> **Brief**:
Work through the data line by line, gathering every line that has the word "text".

> **Records from a data source**:
------------------------------------------------------------

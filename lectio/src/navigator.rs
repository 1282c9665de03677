//! Book → chapter → verse navigation over a loaded corpus

use crate::books::{Book, BOOKS};
use crate::corpus::Corpus;
use crate::verse::{Verse, VerseKey};
use std::collections::BTreeSet;
use std::sync::Arc;

#[derive(Clone)]
pub struct Navigator {
    corpus: Arc<Corpus>,
}

impl Navigator {
    pub fn new(corpus: Arc<Corpus>) -> Self {
        Self { corpus }
    }

    /// All 66 books, whether or not the corpus has text for them.
    pub fn books(&self) -> &'static [Book] {
        &BOOKS
    }

    /// Distinct chapter numbers of a book, ascending.
    pub fn chapters_of(&self, book_id: u8) -> Vec<u16> {
        self.corpus
            .verses()
            .iter()
            .filter(|v| v.book_id == book_id)
            .map(|v| v.chapter)
            .collect::<BTreeSet<_>>()
            .into_iter()
            .collect()
    }

    /// Verses of one chapter, ordered by verse number regardless of source order.
    pub fn verses_of(&self, book_id: u8, chapter: u16) -> Vec<&Verse> {
        let mut verses: Vec<&Verse> = self
            .corpus
            .verses()
            .iter()
            .filter(|v| v.book_id == book_id && v.chapter == chapter)
            .collect();
        verses.sort_by_key(|v| v.verse);
        verses
    }

    pub fn verse(&self, key: &VerseKey) -> Option<&Verse> {
        self.corpus.get(key)
    }
}

#[cfg(test)]
mod tests {
    use super::*;

    fn v(book_id: u8, chapter: u16, verse: u16, text: &str) -> Verse {
        Verse {
            book_id,
            chapter,
            verse,
            text: text.to_string(),
        }
    }

    fn navigator(verses: Vec<Verse>) -> Navigator {
        Navigator::new(Arc::new(Corpus::from_verses(verses).unwrap()))
    }

    #[test]
    fn test_chapters_ascending_for_every_book() {
        // Deliberately interleaved and out of order.
        let mut verses = Vec::new();
        for book in BOOKS.iter() {
            for chapter in [3u16, 1, 2, 10] {
                for verse in [2u16, 1] {
                    verses.push(v(book.id, chapter, verse, "text"));
                }
            }
        }
        let nav = navigator(verses);

        for book in nav.books() {
            let chapters = nav.chapters_of(book.id);
            assert_eq!(chapters, vec![1, 2, 3, 10], "book {}", book.name);
            assert!(chapters.windows(2).all(|w| w[0] < w[1]));
        }
    }

    #[test]
    fn test_chapters_of_missing_book() {
        let nav = navigator(vec![v(1, 1, 1, "a")]);
        assert!(nav.chapters_of(2).is_empty());
        assert!(nav.chapters_of(0).is_empty());
    }

    #[test]
    fn test_verses_filtered_and_sorted() {
        let nav = navigator(vec![
            v(1, 1, 2, "g1:2"),
            v(1, 2, 1, "g2:1"),
            v(2, 1, 1, "e1:1"),
            v(1, 1, 1, "g1:1"),
            v(1, 1, 3, "g1:3"),
        ]);

        let verses = nav.verses_of(1, 1);
        assert!(verses.iter().all(|x| x.book_id == 1 && x.chapter == 1));
        let numbers: Vec<u16> = verses.iter().map(|x| x.verse).collect();
        assert_eq!(numbers, vec![1, 2, 3]);

        assert_eq!(nav.verses_of(2, 1).len(), 1);
        assert!(nav.verses_of(2, 2).is_empty());
    }

    #[test]
    fn test_single_verse_lookup() {
        let nav = navigator(vec![v(43, 11, 35, "Jesus wept.")]);
        assert_eq!(
            nav.verse(&VerseKey::new(43, 11, 35)).map(|x| x.text.as_str()),
            Some("Jesus wept.")
        );
        assert!(nav.verse(&VerseKey::new(43, 11, 34)).is_none());
    }

    #[test]
    fn test_empty_corpus() {
        let nav = Navigator::new(Arc::new(Corpus::empty()));
        assert_eq!(nav.books().len(), 66);
        assert!(nav.chapters_of(1).is_empty());
        assert!(nav.verses_of(1, 1).is_empty());
    }
}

------------------------------------------------------------

> **Result of the exercise**:
    /// All 66 books, whether or not the corpus has text for them.
    fn v(book_id: u8, chapter: u16, verse: u16, text: &str) -> Verse {
            text: text.to_string(),
                    verses.push(v(book.id, chapter, verse, "text"));
            nav.verse(&VerseKey::new(43, 11, 35)).map(|x| x.text.as_str()),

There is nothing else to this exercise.